When Penny Patterson, a young graduate student in psychology at Stanford, first saw a tiny, undernourished baby gorilla named Hanabi-Ko (which means “Fireworks Child” in Japanese) at the San Francisco Zoo, she had little inkling that the sickly ape would become her constant companion – and the subject of the longest continuous experiment ever undertaken to teach language to another species. But within a year, Project Koko was underway, and in two weeks the gorilla was using correct signed gestures for food, drink, and more. Today, four decades later, Koko has a vocabulary of more than 1,000 words.

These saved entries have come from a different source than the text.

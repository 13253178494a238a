//! Flood segmentation with seam barriers and kerf removal.
//!
//! Red marks are treated as a cutting medium with positive width, not a
//! zero-width curve: faces sitting on a barrier edge are frozen during the
//! first flood, reattached by neighbor vote, and (with kerf on) every face
//! touching a red vertex is discarded outright. That removes the sliver
//! triangles a zero-width cut would leave along the seam.

use std::collections::VecDeque;

use hashbrown::HashMap;
use pattern_mesh::{Mesh, MeshAdjacency};
use tracing::{debug, info, warn};

use crate::patch::Patch;
use crate::seams::SeamSet;

/// Maximum neighbor-vote rounds for reattaching frozen barrier faces.
const VOTE_ROUNDS: usize = 5;

/// Split a mesh into patches along the barrier edges.
///
/// Patches are returned largest first (ties toward the patch containing the
/// smallest face index), each below `min_patch_faces` dropped. With
/// `kerf_margin`, faces touching a red vertex are removed from every patch.
pub fn segment_mesh(
    mesh: &Mesh,
    seams: &SeamSet,
    min_patch_faces: usize,
    kerf_margin: bool,
) -> Vec<Patch> {
    if mesh.is_empty() {
        return Vec::new();
    }

    let adjacency = MeshAdjacency::build(&mesh.faces);
    let barriers = &seams.barrier_edges;

    // Faces that sit on a barrier edge are frozen in round 1.
    let frozen: Vec<bool> = mesh
        .faces
        .iter()
        .map(|&[v0, v1, v2]| {
            [(v0, v1), (v1, v2), (v2, v0)]
                .iter()
                .any(|&(a, b)| barriers.contains(&pattern_mesh::edge_key(a, b)))
        })
        .collect();

    // Round 1: flood-fill the unfrozen faces across non-barrier edges.
    let mut labels: Vec<Option<u32>> = vec![None; mesh.faces.len()];
    let mut patch_count = 0u32;

    for start in 0..mesh.faces.len() as u32 {
        if frozen[start as usize] || labels[start as usize].is_some() {
            continue;
        }

        let label = patch_count;
        patch_count += 1;

        let mut queue = VecDeque::new();
        queue.push_back(start);
        labels[start as usize] = Some(label);

        while let Some(face_idx) = queue.pop_front() {
            let face = mesh.faces[face_idx as usize];
            for neighbor in adjacency.face_neighbors(face, face_idx, Some(barriers)) {
                if !frozen[neighbor as usize] && labels[neighbor as usize].is_none() {
                    labels[neighbor as usize] = Some(label);
                    queue.push_back(neighbor);
                }
            }
        }
    }

    debug!(
        "Flood fill: {} base patches, {} frozen barrier faces",
        patch_count,
        frozen.iter().filter(|&&f| f).count()
    );

    // Rounds 2..: attach frozen faces to the patch holding the plurality of
    // their non-barrier neighbors. Ties go to the lower label so the
    // reassignment is deterministic.
    for round in 0..VOTE_ROUNDS {
        let mut changed = false;

        for face_idx in 0..mesh.faces.len() as u32 {
            if labels[face_idx as usize].is_some() {
                continue;
            }

            let face = mesh.faces[face_idx as usize];
            let mut votes: HashMap<u32, usize> = HashMap::new();
            for neighbor in adjacency.face_neighbors(face, face_idx, Some(barriers)) {
                if let Some(label) = labels[neighbor as usize] {
                    *votes.entry(label).or_insert(0) += 1;
                }
            }

            if let Some(label) = vote_winner(&votes) {
                labels[face_idx as usize] = Some(label);
                changed = true;
            }
        }

        if !changed {
            debug!("Vote reassignment converged after {} rounds", round);
            break;
        }
    }

    // A face fenced in by barriers on every side (an all-red triangle, for
    // one) has no edge to vote through and would silently drop out of the
    // coverage. Sweep such faces into an adjacent labeled patch, crossing
    // the barrier: under the kerf they are removed again anyway, and in the
    // legacy flow every face must land in some patch.
    let mut swept = 0usize;
    loop {
        let mut changed = false;

        for face_idx in 0..mesh.faces.len() as u32 {
            if labels[face_idx as usize].is_some() {
                continue;
            }

            let face = mesh.faces[face_idx as usize];
            let mut votes: HashMap<u32, usize> = HashMap::new();
            for neighbor in adjacency.face_neighbors(face, face_idx, None) {
                if let Some(label) = labels[neighbor as usize] {
                    *votes.entry(label).or_insert(0) += 1;
                }
            }

            if let Some(label) = vote_winner(&votes) {
                labels[face_idx as usize] = Some(label);
                swept += 1;
                changed = true;
            }
        }

        if !changed {
            break;
        }
    }
    if swept > 0 {
        debug!("Swept {} barrier-enclosed faces into adjacent patches", swept);
    }
    let unassigned = labels.iter().filter(|label| label.is_none()).count();
    if unassigned > 0 {
        warn!(
            "{} faces share no edge with any patch and were dropped",
            unassigned
        );
    }

    // Group faces by label, in face-index order.
    let mut patch_faces: Vec<Vec<u32>> = vec![Vec::new(); patch_count as usize];
    for (face_idx, label) in labels.iter().enumerate() {
        if let Some(label) = label {
            patch_faces[*label as usize].push(face_idx as u32);
        }
    }

    // Largest first; ties toward the patch containing the smallest face.
    patch_faces.retain(|faces| !faces.is_empty());
    patch_faces.sort_by(|a, b| b.len().cmp(&a.len()).then(a[0].cmp(&b[0])));

    let before_filter = patch_faces.len();
    patch_faces.retain(|faces| faces.len() >= min_patch_faces);
    if patch_faces.len() < before_filter {
        info!(
            "Dropped {} patches below {} faces",
            before_filter - patch_faces.len(),
            min_patch_faces
        );
    }

    let mut patches = Vec::with_capacity(patch_faces.len());
    for faces in &patch_faces {
        let kept: Vec<u32> = if kerf_margin {
            faces
                .iter()
                .copied()
                .filter(|&f| {
                    mesh.faces[f as usize]
                        .iter()
                        .all(|v| !seams.red_vertices.contains(v))
                })
                .collect()
        } else {
            faces.clone()
        };

        if kept.is_empty() {
            continue;
        }

        let removed = faces.len() - kept.len();
        if removed > 0 {
            debug!("Kerf removed {} red-touching faces from a patch", removed);
        }

        patches.push(Patch::from_faces(mesh, &kept, &seams.red_vertices));
    }

    info!(
        "Segmentation: {} patches ({} faces total)",
        patches.len(),
        patches.iter().map(Patch::face_count).sum::<usize>()
    );

    patches
}

/// Plurality winner of a label vote; ties go to the lower label so
/// reassignment is deterministic.
fn vote_winner(votes: &HashMap<u32, usize>) -> Option<u32> {
    votes
        .iter()
        .map(|(&label, &count)| (count, std::cmp::Reverse(label)))
        .max()
        .map(|(_, reverse)| reverse.0)
}
//! Error types for flattening operations.
//!
//! Failures never cross patch boundaries: the orchestrator catches these,
//! flags the affected patch, and moves on.

use thiserror::Error;

/// Errors that can occur while flattening a single patch.
#[derive(Debug, Error)]
pub enum FlattenError {
    /// A patch expected to be a cylinder did not have two boundary loops.
    #[error("cylinder cut needs 2 boundary loops, found {loops}")]
    NotACylinder { loops: usize },

    /// No edge path could be found between the two boundary loops.
    #[error("no cutting path between boundary loops")]
    NoCutPath,

    /// An initial embedding strategy produced a degenerate result.
    #[error("{strategy} embedding degenerated: {details}")]
    DegenerateEmbedding {
        strategy: &'static str,
        details: String,
    },
}
//! `patternfold flatten`: run the full pipeline and export results.

use std::path::PathBuf;

use anyhow::Context;
use clap::Args;
use colored::Colorize;
use serde::Serialize;

use pattern_flatten::{
    flatten_mesh_with_hooks, FlattenConfig, PipelineHooks, PipelineStage,
};
use pattern_mesh::load_obj;

use crate::{svg, OutputFormat};

#[derive(Args)]
pub struct FlattenArgs {
    /// Input OBJ file with vertex colors.
    pub input: PathBuf,

    /// SVG output path for the packed pattern preview.
    #[arg(short, long)]
    pub output: Option<PathBuf>,

    /// Weld tolerance in world units.
    #[arg(long, default_value_t = 1e-5)]
    pub weld_tolerance: f64,

    /// Minimum faces per pattern piece.
    #[arg(long, default_value_t = 500)]
    pub min_patch_faces: usize,

    /// Minimum faces per connected component.
    #[arg(long, default_value_t = 100)]
    pub min_component_faces: usize,

    /// Relaxation iterations per piece.
    #[arg(long, default_value_t = 200)]
    pub iterations: usize,

    /// Freeze boundary vertices at their initial positions.
    #[arg(long)]
    pub pin_boundary: bool,

    /// Keep faces touching red vertices instead of removing them as kerf.
    #[arg(long)]
    pub no_kerf: bool,

    /// Packing row width in UV units.
    #[arg(long, default_value_t = 4.0)]
    pub row_width: f64,
}

#[derive(Serialize)]
struct PatternSummary {
    index: usize,
    vertices: usize,
    triangles: usize,
    width: f64,
    height: f64,
    strategy: String,
    topology_error: bool,
}

#[derive(Serialize)]
struct FlattenSummary {
    patterns: Vec<PatternSummary>,
    total_area: f64,
    seam_paths: usize,
    warnings: Vec<String>,
}

pub fn run(args: &FlattenArgs, format: OutputFormat, quiet: bool) -> anyhow::Result<()> {
    let mesh = load_obj(&args.input)
        .with_context(|| format!("loading {}", args.input.display()))?;

    let config = FlattenConfig {
        weld_tolerance: args.weld_tolerance,
        min_patch_faces: args.min_patch_faces,
        min_component_faces: args.min_component_faces,
        relaxation_iterations: args.iterations,
        pin_boundary: args.pin_boundary,
        kerf_margin: !args.no_kerf,
        packer_row_width: args.row_width,
        ..FlattenConfig::default()
    };

    let mut on_stage = |stage: PipelineStage| {
        if quiet || format == OutputFormat::Json {
            return;
        }
        match stage {
            PipelineStage::Welding => eprintln!("  welding..."),
            PipelineStage::Segmenting => eprintln!("  segmenting..."),
            PipelineStage::Flattening { index, total } => {
                eprintln!("  flattening piece {}/{}...", index + 1, total)
            }
            _ => {}
        }
    };
    let hooks = PipelineHooks {
        progress: Some(&mut on_stage),
        cancel: None,
    };

    let result = flatten_mesh_with_hooks(&mesh, &config, hooks);

    let summary = FlattenSummary {
        patterns: result
            .patterns
            .iter()
            .enumerate()
            .map(|(index, p)| PatternSummary {
                index,
                vertices: p.uv.len(),
                triangles: p.local_faces.len(),
                width: p.bounds.width(),
                height: p.bounds.height(),
                strategy: p.strategy.to_string(),
                topology_error: p.topology_error,
            })
            .collect(),
        total_area: result.total_area,
        seam_paths: result.seams.len(),
        warnings: result.warnings.clone(),
    };

    match format {
        OutputFormat::Text if !quiet => {
            println!(
                "{} pattern pieces from {} seam paths",
                summary.patterns.len().to_string().bold(),
                summary.seam_paths
            );
            for p in &summary.patterns {
                let flag = if p.topology_error {
                    " (topology error)".yellow().to_string()
                } else {
                    String::new()
                };
                println!(
                    "  piece {}: {} tris, {:.2}×{:.2} [{}]{}",
                    p.index, p.triangles, p.width, p.height, p.strategy, flag
                );
            }
            // JSON consumers get these in `warnings`; text readers see them
            // on stderr.
            for warning in &summary.warnings {
                eprintln!("{} {}", "warning:".yellow().bold(), warning);
            }
        }
        OutputFormat::Json if !quiet => {
            println!("{}", serde_json::to_string_pretty(&summary)?)
        }
        _ => {}
    }

    if let Some(path) = &args.output {
        svg::write_svg(&result, path)?;
        if !quiet && format == OutputFormat::Text {
            println!(
                "{} {} pieces to {}",
                "wrote".green().bold(),
                result.patterns.len(),
                path.display()
            );
        }
    }

    Ok(())
}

Born on July 4th, 1971, Koko had a difficult life as a infant, became seriously ill, and had to be hand-reared by a caregiver, and later Penny, when she was rejected by our gorilla mother.  Penny agreed to take care of Koko for at least a few years, and was allowed to teach her sign language as the focus of her PhD dissertation in developmental psychology at Stanford University.  But Penny didn’t expect to develop such a strong emotional bond with Koko — nor that Koko was going to teach her so much about love.  And so, what started out as 4-year commitment became a 4-decade (lifelong) relationship that changed the world — from viewing gorillas as huge, scary monsters (ala “King Kong”) to sensitive, empathetic beings much like us (think “Koko’s Kitten”).

Koko passed away on June 18, 2018, of natural causes, and the world will never be quite the same.  Nevertheless, Koko’s Legacy lives on, with the help of The Gorilla Foundation, as it turns out that “all gorillas are Kokos” — and can benefit greatly from what we’ve learned from Koko.